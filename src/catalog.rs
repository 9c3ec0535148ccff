//! The creature catalog: where combatants and their move lists come from.
//!
//! Catalog records are loosely typed (type names as strings, stats as a named
//! list, moves with optional power). They are parsed into [`Combatant`] and
//! [`Move`] values here, so the battle engine only ever sees typed data.

use crate::battle::rng::RandomSource;
use crate::combatant::Combatant;
use crate::errors::{CatalogError, CatalogResult};
use crate::team::generate_opponent_ids;
use schema::{BaseStats, CatalogDocument, CreatureId, ElementType, Move, RawMove, SpeciesRecord};
use std::collections::HashMap;
use std::fs;
use std::path::Path;
use std::str::FromStr;

static EMBEDDED_CATALOG: &str = include_str!("../data/catalog.ron");

/// Supplies fully built combatants to the engine.
pub trait CreatureCatalog {
    /// Every creature id belonging to a category.
    fn category_pool(&self, category: &str) -> CatalogResult<Vec<CreatureId>>;

    /// A full-HP combatant with a freshly drawn move roster.
    fn build_combatant(
        &self,
        id: CreatureId,
        rng: &mut dyn RandomSource,
    ) -> CatalogResult<Combatant>;

    /// A new random move roster for an existing combatant.
    fn refresh_moves(&self, id: CreatureId, rng: &mut dyn RandomSource)
        -> CatalogResult<Vec<Move>>;
}

/// A catalog held entirely in memory, loaded from a RON document.
#[derive(Debug, Clone)]
pub struct StaticCatalog {
    species: HashMap<CreatureId, SpeciesRecord>,
    categories: HashMap<String, Vec<CreatureId>>,
    moves_per_combatant: usize,
}

impl StaticCatalog {
    pub fn from_document(
        document: CatalogDocument,
        moves_per_combatant: usize,
    ) -> CatalogResult<Self> {
        let mut species = HashMap::new();
        for record in document.species {
            if species.insert(record.id, record).is_some() {
                return Err(CatalogError::Malformed("duplicate species id".to_string()));
            }
        }

        for (category, ids) in &document.categories {
            if let Some(missing) = ids.iter().find(|id| !species.contains_key(id)) {
                return Err(CatalogError::Malformed(format!(
                    "category '{}' lists unknown creature {}",
                    category, missing
                )));
            }
        }

        Ok(Self {
            species,
            categories: document.categories,
            moves_per_combatant,
        })
    }

    pub fn from_ron_str(content: &str, moves_per_combatant: usize) -> CatalogResult<Self> {
        let document: CatalogDocument =
            ron::from_str(content).map_err(|e| CatalogError::Malformed(e.to_string()))?;
        Self::from_document(document, moves_per_combatant)
    }

    pub fn load(path: &Path, moves_per_combatant: usize) -> CatalogResult<Self> {
        let content = fs::read_to_string(path)
            .map_err(|e| CatalogError::Malformed(format!("{}: {}", path.display(), e)))?;
        Self::from_ron_str(&content, moves_per_combatant)
    }

    /// The catalog bundled with the crate.
    pub fn embedded(moves_per_combatant: usize) -> CatalogResult<Self> {
        Self::from_ron_str(EMBEDDED_CATALOG, moves_per_combatant)
    }

    /// Category names in alphabetical order.
    pub fn categories(&self) -> Vec<&str> {
        let mut names: Vec<&str> = self.categories.keys().map(String::as_str).collect();
        names.sort_unstable();
        names
    }

    fn record(&self, id: CreatureId) -> CatalogResult<&SpeciesRecord> {
        self.species
            .get(&id)
            .ok_or(CatalogError::CreatureNotFound(id))
    }

    fn parse_types(record: &SpeciesRecord) -> CatalogResult<Vec<ElementType>> {
        record
            .types
            .iter()
            .map(|name| {
                ElementType::from_str(name).map_err(|_| CatalogError::UnknownType(name.clone()))
            })
            .collect()
    }

    fn parse_stats(record: &SpeciesRecord) -> CatalogResult<BaseStats> {
        let lookup = |stat: &str| {
            record
                .stats
                .iter()
                .find(|raw| raw.name == stat)
                .map(|raw| raw.value)
        };
        let required = |stat: &'static str| {
            lookup(stat).ok_or(CatalogError::MissingStat {
                creature: record.id,
                stat,
            })
        };

        Ok(BaseStats {
            hp: required("hp")?,
            attack: required("attack")?,
            defense: required("defense")?,
            sp_attack: lookup("special-attack").unwrap_or(0),
            sp_defense: lookup("special-defense").unwrap_or(0),
            speed: lookup("speed").unwrap_or(0),
        })
    }

    fn parse_move(raw: &RawMove) -> Option<Move> {
        let power = raw.power.filter(|&power| power > 0)?;
        match ElementType::from_str(&raw.move_type) {
            Ok(element) => Some(Move::new(raw.name.replace('-', " "), power, element)),
            Err(_) => {
                tracing::warn!(move_name = %raw.name, move_type = %raw.move_type, "skipping move with unknown type");
                None
            }
        }
    }

    /// Shuffle the move pool and keep the first damaging moves, up to the roster cap.
    fn draw_moves(&self, record: &SpeciesRecord, rng: &mut dyn RandomSource) -> Vec<Move> {
        let mut order: Vec<usize> = (0..record.moves.len()).collect();
        for i in (1..order.len()).rev() {
            let j = rng.next_index(i + 1, "move shuffle");
            order.swap(i, j);
        }

        order
            .into_iter()
            .filter_map(|index| Self::parse_move(&record.moves[index]))
            .take(self.moves_per_combatant)
            .collect()
    }
}

impl CreatureCatalog for StaticCatalog {
    fn category_pool(&self, category: &str) -> CatalogResult<Vec<CreatureId>> {
        self.categories
            .get(category)
            .cloned()
            .ok_or_else(|| CatalogError::UnknownCategory(category.to_string()))
    }

    fn build_combatant(
        &self,
        id: CreatureId,
        rng: &mut dyn RandomSource,
    ) -> CatalogResult<Combatant> {
        let record = self.record(id)?;
        let types = Self::parse_types(record)?;
        let stats = Self::parse_stats(record)?;
        let moves = self.draw_moves(record, rng);
        Ok(Combatant::new(id, record.name.clone(), types, stats, moves))
    }

    fn refresh_moves(
        &self,
        id: CreatureId,
        rng: &mut dyn RandomSource,
    ) -> CatalogResult<Vec<Move>> {
        let record = self.record(id)?;
        Ok(self.draw_moves(record, rng))
    }
}

/// Build up to `team_size` combatants from `pool`, never using an id in `exclude`.
///
/// Ids are drawn uniformly without replacement. An id the catalog cannot turn
/// into a combatant with usable moves is logged and skipped, and sampling
/// continues until the team is full or the pool runs dry.
pub fn draw_team<C: CreatureCatalog + ?Sized>(
    catalog: &C,
    pool: &[CreatureId],
    exclude: &[CreatureId],
    team_size: usize,
    rng: &mut dyn RandomSource,
) -> Vec<Combatant> {
    let mut tried = exclude.to_vec();
    let mut members = Vec::with_capacity(team_size);

    while members.len() < team_size {
        let Some(id) = generate_opponent_ids(pool, &tried, 1, rng).pop() else {
            break;
        };
        tried.push(id);

        match catalog.build_combatant(id, rng) {
            Ok(combatant) if combatant.has_usable_moves() => members.push(combatant),
            Ok(combatant) => {
                tracing::warn!(creature = %id, name = %combatant.name, "skipping creature without usable moves")
            }
            Err(err) => tracing::warn!(creature = %id, error = %err, "skipping unbuildable creature"),
        }
    }
    members
}

#[cfg(test)]
mod tests {
    use super::*;
    use crate::battle::rng::BattleRng;
    use pretty_assertions::assert_eq;

    const SMALL_CATALOG: &str = r#"(
        categories: { "starter": [1, 4] },
        species: [
            (
                id: 1,
                name: "sproutling",
                types: ["grass", "poison"],
                stats: [
                    (name: "hp", value: 45),
                    (name: "attack", value: 49),
                    (name: "defense", value: 49),
                    (name: "speed", value: 45),
                ],
                moves: [
                    (name: "vine-whip", power: Some(45), type: "grass"),
                    (name: "growl", type: "normal"),
                    (name: "tackle", power: Some(40), type: "normal"),
                    (name: "razor-leaf", power: Some(55), type: "grass"),
                ],
            ),
            (
                id: 4,
                name: "embercub",
                types: ["fire"],
                stats: [(name: "hp", value: 39), (name: "defense", value: 43)],
                moves: [(name: "ember", power: Some(40), type: "fire")],
            ),
        ],
    )"#;

    #[test]
    fn builds_typed_combatant_from_raw_record() {
        let catalog = StaticCatalog::from_ron_str(SMALL_CATALOG, 6).unwrap();
        let mut rng = BattleRng::from_seed(1);
        let combatant = catalog.build_combatant(CreatureId(1), &mut rng).unwrap();

        assert_eq!(combatant.name, "sproutling");
        assert_eq!(combatant.types(), &[ElementType::Grass, ElementType::Poison]);
        assert_eq!(combatant.max_hp(), 45 * 3 + 50);
        assert_eq!(combatant.stats().sp_attack, 0);
        // Growl has no power and never makes the roster.
        assert_eq!(combatant.moves().len(), 3);
        assert!(combatant.find_move("vine whip").is_some());
        assert!(combatant.find_move("growl").is_none());
    }

    #[test]
    fn roster_respects_the_cap() {
        let catalog = StaticCatalog::from_ron_str(SMALL_CATALOG, 2).unwrap();
        let mut rng = BattleRng::from_seed(5);
        let moves = catalog.refresh_moves(CreatureId(1), &mut rng).unwrap();
        assert_eq!(moves.len(), 2);
    }

    #[test]
    fn shuffle_uses_the_random_source() {
        let catalog = StaticCatalog::from_ron_str(SMALL_CATALOG, 6).unwrap();
        // Four moves take three swaps; all zeros rotate the first entry to the back.
        let mut rng = BattleRng::new_for_test(vec![0.0, 0.0, 0.0]);
        let moves = catalog.refresh_moves(CreatureId(1), &mut rng).unwrap();
        let names: Vec<&str> = moves.iter().map(|m| m.name.as_str()).collect();
        assert_eq!(names, vec!["tackle", "razor leaf", "vine whip"]);
    }

    #[test]
    fn missing_required_stat_is_reported() {
        let catalog = StaticCatalog::from_ron_str(SMALL_CATALOG, 6).unwrap();
        let mut rng = BattleRng::from_seed(1);
        assert_eq!(
            catalog.build_combatant(CreatureId(4), &mut rng),
            Err(CatalogError::MissingStat {
                creature: CreatureId(4),
                stat: "attack"
            })
        );
    }

    #[test]
    fn unknown_ids_and_categories() {
        let catalog = StaticCatalog::from_ron_str(SMALL_CATALOG, 6).unwrap();
        let mut rng = BattleRng::from_seed(1);
        assert_eq!(
            catalog.build_combatant(CreatureId(99), &mut rng),
            Err(CatalogError::CreatureNotFound(CreatureId(99)))
        );
        assert_eq!(
            catalog.category_pool("legendary"),
            Err(CatalogError::UnknownCategory("legendary".to_string()))
        );
        assert_eq!(
            catalog.category_pool("starter"),
            Ok(vec![CreatureId(1), CreatureId(4)])
        );
    }

    #[test]
    fn category_with_unknown_member_is_malformed() {
        let broken = r#"(categories: { "x": [7] }, species: [])"#;
        assert!(matches!(
            StaticCatalog::from_ron_str(broken, 6),
            Err(CatalogError::Malformed(_))
        ));
    }

    #[test]
    fn draw_team_skips_creatures_it_cannot_build() {
        let catalog = StaticCatalog::from_ron_str(SMALL_CATALOG, 6).unwrap();
        // 0.99 picks embercub first (missing a stat), then sproutling is all that is left.
        let mut rng = BattleRng::new_for_test(vec![0.99, 0.0, 0.0, 0.0, 0.0]);
        let team = draw_team(&catalog, &[CreatureId(1), CreatureId(4)], &[], 2, &mut rng);
        assert_eq!(team.len(), 1);
        assert_eq!(team[0].name, "sproutling");
    }

    #[test]
    fn draw_team_respects_exclusions() {
        let catalog = StaticCatalog::embedded(6).unwrap();
        let pool = catalog.category_pool("normal").unwrap();
        let exclude = vec![pool[0], pool[1]];
        let mut rng = BattleRng::from_seed(4);
        let team = draw_team(&catalog, &pool, &exclude, 3, &mut rng);
        assert_eq!(team.len(), 3);
        assert!(team.iter().all(|member| !exclude.contains(&member.id)));
    }

    #[test]
    fn embedded_catalog_builds_every_creature() {
        let catalog = StaticCatalog::embedded(6).unwrap();
        assert_eq!(catalog.categories(), vec!["legendary", "mythical", "normal", "rare"]);

        let mut rng = BattleRng::from_seed(9);
        for category in catalog.categories() {
            for id in catalog.category_pool(category).unwrap() {
                let combatant = catalog.build_combatant(id, &mut rng).unwrap();
                assert!(combatant.has_usable_moves(), "{} has no moves", combatant.name);
                assert!(combatant.moves().len() <= 6);
                assert!((1..=2).contains(&combatant.types().len()));
            }
        }
    }
}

### THE PROBLEM
Once you find the line with "let j = rng.next_index(i" in the entries above, output it and each line after it up to and including the line with "tried.push(id);", and nothing else.

### EXERCISE ANSWER
            let j = rng.next_index(i + 1, "move shuffle");
            order.swap(i, j);
        }

        order
            .into_iter()
            .filter_map(|index| Self::parse_move(&record.moves[index]))
            .take(self.moves_per_combatant)
            .collect()
    }
}

impl CreatureCatalog for StaticCatalog {
    fn category_pool(&self, category: &str) -> CatalogResult<Vec<CreatureId>> {
        self.categories
            .get(category)
            .cloned()
            .ok_or_else(|| CatalogError::UnknownCategory(category.to_string()))
    }

    fn build_combatant(
        &self,
        id: CreatureId,
        rng: &mut dyn RandomSource,
    ) -> CatalogResult<Combatant> {
        let record = self.record(id)?;
        let types = Self::parse_types(record)?;
        let stats = Self::parse_stats(record)?;
        let moves = self.draw_moves(record, rng);
        Ok(Combatant::new(id, record.name.clone(), types, stats, moves))
    }

    fn refresh_moves(
        &self,
        id: CreatureId,
        rng: &mut dyn RandomSource,
    ) -> CatalogResult<Vec<Move>> {
        let record = self.record(id)?;
        Ok(self.draw_moves(record, rng))
    }
}

/// Build up to `team_size` combatants from `pool`, never using an id in `exclude`.
///
/// Ids are drawn uniformly without replacement. An id the catalog cannot turn
/// into a combatant with usable moves is logged and skipped, and sampling
/// continues until the team is full or the pool runs dry.
pub fn draw_team<C: CreatureCatalog + ?Sized>(
    catalog: &C,
    pool: &[CreatureId],
    exclude: &[CreatureId],
    team_size: usize,
    rng: &mut dyn RandomSource,
) -> Vec<Combatant> {
    let mut tried = exclude.to_vec();
    let mut members = Vec::with_capacity(team_size);

    while members.len() < team_size {
        let Some(id) = generate_opponent_ids(pool, &tried, 1, rng).pop() else {
            break;
        };
        tried.push(id);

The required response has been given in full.